Mockingjay Bab 1



MOCKINGJAY
(Buku terakhir trilogi The Hunger Games)

ABU

BAB 1

  AKU menunduk memandang sepatuku, memperhatikan lapisan tipis debu di atas kulit usang itu. Di sinilah letak ranjang yang kutiduri bersama adikku, Prim. Di ujung sana ada meja dapur. Reruntuhan cerobong asap membentuk tumpukan batu gosong, memberikan petunjuk di mana bagian-bagian lain dari rumah ini. Bagaimana lagi caraku menemukan arah di antara lautan kelabu ini?

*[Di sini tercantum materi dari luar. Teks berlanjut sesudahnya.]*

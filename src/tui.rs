use log::LevelFilter;
use ratatui::style::{Color, Modifier, Style};
use ratatui::text::Span;

use crate::error::Result;
use crate::fmt::money;

pub const HEADER_STYLE: Style = Style::new()
    .fg(Color::Yellow)
    .add_modifier(Modifier::BOLD);

pub const FOOTER_STYLE: Style = Style::new().fg(Color::DarkGray);

pub const AMOUNT_POS_STYLE: Style = Style::new().fg(Color::Rgb(80, 220, 100));
pub const AMOUNT_NEG_STYLE: Style = Style::new().fg(Color::Red);

pub const SELECTED_STYLE: Style = Style::new()
    .bg(Color::Rgb(40, 40, 60))
    .add_modifier(Modifier::BOLD);

pub const WARN_STYLE: Style = Style::new().fg(Color::Yellow);

/// Colors cycled through for chart series.
pub const SERIES_COLORS: [Color; 6] = [
    Color::Rgb(99, 110, 250),
    Color::Rgb(239, 85, 59),
    Color::Rgb(0, 204, 150),
    Color::Rgb(171, 99, 250),
    Color::Rgb(255, 161, 90),
    Color::Rgb(25, 211, 243),
];

pub fn series_style(i: usize) -> Style {
    Style::new().fg(SERIES_COLORS[i % SERIES_COLORS.len()])
}

/// Format an amount as a colored Span (green for payments, red for reversals).
pub fn money_span(amount: f64) -> Span<'static> {
    let style = if amount < 0.0 {
        AMOUNT_NEG_STYLE
    } else {
        AMOUNT_POS_STYLE
    };
    Span::styled(money(amount), style)
}

/// Wrap text to a given width. Returns (wrapped_string, line_count).
pub fn wrap_text(text: &str, width: usize) -> (String, u16) {
    if width == 0 {
        return (text.to_string(), 1);
    }
    let wrapped = textwrap::fill(text, width);
    let lines = wrapped.lines().count().max(1) as u16;
    (wrapped, lines)
}

/// Clamp an amount to a chart bar height. Bars cannot go below zero.
pub fn bar_value(amount: f64) -> u64 {
    amount.max(0.0).round() as u64
}

/// Suspends log output until dropped, then restores the previous level.
pub struct LogPause(LevelFilter);

impl LogPause {
    pub fn start() -> Self {
        let previous = log::max_level();
        log::set_max_level(LevelFilter::Off);
        Self(previous)
    }
}

impl Drop for LogPause {
    fn drop(&mut self) {
        log::set_max_level(self.0);
    }
}

/// Take over the terminal for `body`, restoring it afterwards even if the
/// body panics or fails. Logging is off while the terminal is in raw mode.
pub fn with_terminal<F>(body: F) -> Result<()>
where
    F: FnOnce(&mut ratatui::DefaultTerminal) -> Result<()>,
{
    let _logs = LogPause::start();
    let hook = std::panic::take_hook();
    std::panic::set_hook(Box::new(move |info| {
        ratatui::restore();
        hook(info);
    }));

    let mut terminal = ratatui::init();
    let result = body(&mut terminal);
    drop(terminal);
    ratatui::restore();
    result
}
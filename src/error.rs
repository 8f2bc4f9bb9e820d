use thiserror::Error;

#[derive(Error, Debug)]
pub enum ClaimError {
    #[error("IO error: {0}")]
    Io(#[from] std::io::Error),

    #[error("CSV error: {0}")]
    Csv(#[from] csv::Error),

    #[cfg(feature = "xlsx")]
    #[error("Spreadsheet error: {0}")]
    Spreadsheet(String),

    #[error("Unsupported dataset format: {0}")]
    UnsupportedFormat(String),

    #[error("Dataset is missing required column: {0}")]
    MissingColumn(String),

    #[error("Invalid {column} value on line {line}: {value:?}")]
    InvalidValue {
        line: usize,
        column: &'static str,
        value: String,
    },

    #[error("Invalid date: {0} (expected YYYY-MM-DD)")]
    InvalidDate(String),

    #[error("Unknown payer: {0}")]
    UnknownPayer(String),

    #[error("Settings error: {0}")]
    Settings(String),

    #[error("{0}")]
    Other(String),
}

pub type Result<T> = std::result::Result<T, ClaimError>;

  Nyaris tak ada yang tersisa di Distrik 12. Sebulan lalu, bom-bom Capitol memusnahkan rumah-rumah kumuh milik penambang batu bara di wilayah Seam, toko-toko di kota, bahkan Gedung Pengadilan. Satu-satunya tempat yang lolos dari jilatan api adalah Desa Pemenang. Aku tidak tahu alasannya. Mungkin agar siapa pun yang terpaksa datang kemari untuk urusan Capitol punya tempat yang layak untuk tinggal. Reporter yang aneh itu. Komite yang menilai kondisi tambang-tambang batu bara. Pasukan Penjaga Perdamaian yang memeriksa apakah ada pengungsi yang kembali.

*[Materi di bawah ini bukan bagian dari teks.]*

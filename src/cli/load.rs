use std::path::PathBuf;

use log::info;

use crate::error::{ClaimError, Result};
use crate::loader::load_dataset;
use crate::settings::{load_settings, save_settings, shellexpand_path};

/// Validate a dataset by loading it, then make it the default.
pub fn run(path: &str) -> Result<()> {
    let resolved = PathBuf::from(shellexpand_path(path));
    if !resolved.exists() {
        return Err(ClaimError::Settings(format!(
            "No dataset found at {}",
            resolved.display()
        )));
    }
    let resolved = resolved.canonicalize()?;
    let dataset = load_dataset(&resolved)?;

    let mut settings = load_settings();
    settings.data_path = resolved.to_string_lossy().to_string();
    save_settings(&settings)?;
    info!("default dataset set to {}", resolved.display());

    println!("Switched to {} ({} rows)", resolved.display(), dataset.len());
    Ok(())
}
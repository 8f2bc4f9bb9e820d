use std::path::PathBuf;

use serde::{Deserialize, Serialize};

use crate::error::{ClaimError, Result};

#[derive(Debug, Clone, Serialize, Deserialize)]
pub struct Settings {
    #[serde(default = "default_data_path")]
    pub data_path: String,
    /// Rows per table page.
    #[serde(default = "default_page_size")]
    pub page_size: usize,
}

fn default_data_path() -> String {
    dirs::home_dir()
        .unwrap_or_else(|| PathBuf::from("."))
        .join("Documents")
        .join("claimdash")
        .join("claims.csv")
        .to_string_lossy()
        .to_string()
}

fn default_page_size() -> usize {
    10
}

impl Default for Settings {
    fn default() -> Self {
        Self {
            data_path: default_data_path(),
            page_size: default_page_size(),
        }
    }
}

fn config_dir() -> PathBuf {
    dirs::home_dir()
        .unwrap_or_else(|| PathBuf::from("."))
        .join(".config")
        .join("claimdash")
}

fn settings_path() -> PathBuf {
    config_dir().join("settings.json")
}

pub fn load_settings() -> Settings {
    let path = settings_path();
    if path.exists() {
        let content = std::fs::read_to_string(&path).unwrap_or_default();
        serde_json::from_str(&content).unwrap_or_default()
    } else {
        Settings::default()
    }
}

pub fn save_settings(settings: &Settings) -> Result<()> {
    let dir = config_dir();
    std::fs::create_dir_all(&dir)?;
    let json = serde_json::to_string_pretty(settings)
        .map_err(|e| ClaimError::Settings(e.to_string()))?;
    std::fs::write(settings_path(), format!("{json}\n"))?;
    Ok(())
}

/// The dataset to open: the `--data` flag if given, else the saved setting.
pub fn resolve_data_path(flag: Option<&str>) -> PathBuf {
    match flag {
        Some(p) => PathBuf::from(shellexpand_path(p)),
        None => PathBuf::from(shellexpand_path(&load_settings().data_path)),
    }
}

pub fn shellexpand_path(path: &str) -> String {
    if path.starts_with('~') {
        if let Some(home) = dirs::home_dir() {
            return path.replacen('~', &home.to_string_lossy(), 1);
        }
    }
    std::fs::canonicalize(path)
        .unwrap_or_else(|_| PathBuf::from(path))
        .to_string_lossy()
        .to_string()
}

#[cfg(test)]
mod tests {
    use super::*;

    #[test]
    fn test_save_and_load_roundtrip() {
        let dir = tempfile::tempdir().unwrap();
        let path = dir.path().join("settings.json");
        let settings = Settings {
            data_path: "/tmp/claims.csv".to_string(),
            page_size: 25,
        };
        let json = serde_json::to_string_pretty(&settings).unwrap();
        std::fs::write(&path, &json).unwrap();
        let content = std::fs::read_to_string(&path).unwrap();
        let loaded: Settings = serde_json::from_str(&content).unwrap();
        assert_eq!(loaded.data_path, "/tmp/claims.csv");
        assert_eq!(loaded.page_size, 25);
    }

    #[test]
    fn test_defaults() {
        let s = Settings::default();
        assert_eq!(s.page_size, 10);
        assert!(s.data_path.ends_with("claims.csv"));
    }

    #[test]
    fn test_load_merges_with_defaults() {
        let json = r#"{"data_path": "/data/claims.csv"}"#;
        let s: Settings = serde_json::from_str(json).unwrap();
        assert_eq!(s.page_size, 10);
        assert_eq!(s.data_path, "/data/claims.csv");
    }

    #[test]
    fn test_flag_overrides_setting() {
        let dir = tempfile::tempdir().unwrap();
        let file = dir.path().join("claims.csv");
        std::fs::write(&file, "").unwrap();
        let resolved = resolve_data_path(Some(file.to_str().unwrap()));
        assert_eq!(resolved, std::fs::canonicalize(&file).unwrap());
    }
}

  Tapi tak ada seorang pun yang kembali kecuali aku. Dan ini pun hanya kunjungan singkat. Para pejabat di Distrik 13 menentang kepulanganku. Mereka menganggapnya sebagai perjalanan yang mahal dan tak ada gunanya, mengingat paling tidak ada dua belas pesawat ringan yang berputar-putar di atas untuk melindungiku padahal tidak ada manfaat intelijen yang bisa diperoleh. Namun, aku harus melihatnya sendiri. Saking pentingnya kepulanganku ini sampai aku menjadikannya syarat agar aku mau bekerja sama mengikuti rencana-rencana mereka.

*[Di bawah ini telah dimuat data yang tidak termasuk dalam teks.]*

/// One group per payer, one bar per year.
fn payer_year_chart(rows: &[&ClaimRecord], years: &[String]) -> BarChart<'static> {
    let totals = reports::by_payer_year(rows);
    let mut payers: Vec<&str> = totals.iter().map(|t| t.payer.as_str()).collect();
    payers.dedup();

    let mut chart = BarChart::default()
        .block(chart_block("Years' comparison per payer".to_string()))
        .bar_width(3)
        .bar_gap(0)
        .group_gap(2);
    for payer in payers {
        let bars: Vec<Bar> = years
            .iter()
            .enumerate()
            .map(|(i, year)| {
                let total = totals
                    .iter()
                    .find(|t| t.payer == payer && &t.year == year)
                    .map_or(0.0, |t| t.total);
                Bar::default()
                    .value(bar_value(total))
                    .text_value(String::new())
                    .style(series_style(i))
            })
            .collect();
        chart = chart.data(
            BarGroup::default()
                .label(Line::from(payer.to_string()))
                .bars(&bars),
        );
    }
    chart
}

fn drilldown_chart(rows: &[&ClaimRecord], payer: &str) -> BarChart<'static> {
    let bars: Vec<Bar> = reports::payer_by_year(rows, payer)
        .iter()
        .enumerate()
        .map(|(i, y)| {
            Bar::default()
                .label(Line::from(y.year.clone()))
                .value(bar_value(y.total))
                .text_value(format_k(y.total))
                .style(series_style(i))
        })
        .collect();
    BarChart::default()
        .block(chart_block(format!("Yearly payment for {payer}")))
        .bar_width(6)
        .bar_gap(2)
        .data(BarGroup::default().bars(&bars))
}

pub fn run(data: Option<&str>) -> Result<()> {
    let dataset = open_dataset(data)?;
    let page_size = load_settings().page_size;
    let mut dashboard = Dashboard::new(&dataset, page_size);

    tui::with_terminal(|terminal| loop {
        terminal.draw(|frame| dashboard.draw(frame))?;
        if let Event::Key(key) = event::read()? {
            if key.kind != KeyEventKind::Press {
                continue;
            }
            if key.modifiers.contains(KeyModifiers::CONTROL) && key.code == KeyCode::Char('c') {
                return Ok(());
            }
            if dashboard.handle_key(key.code) {
                return Ok(());
            }
        }
    })
}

  Akhirnya. Plutarch Heavensbee, kepala Jur i Pertarungan yang telah mengorganisir para pemberontak di Capitol, menyerah. “Biarkan dia pergi. Lebih baik menghabiskan waktu satu hari daripada satu bulan lagi. Mungkin tur ke Dua Belas memang diperlukan untuk meyakinkannya bahwa kita berada di pihak yang sama.”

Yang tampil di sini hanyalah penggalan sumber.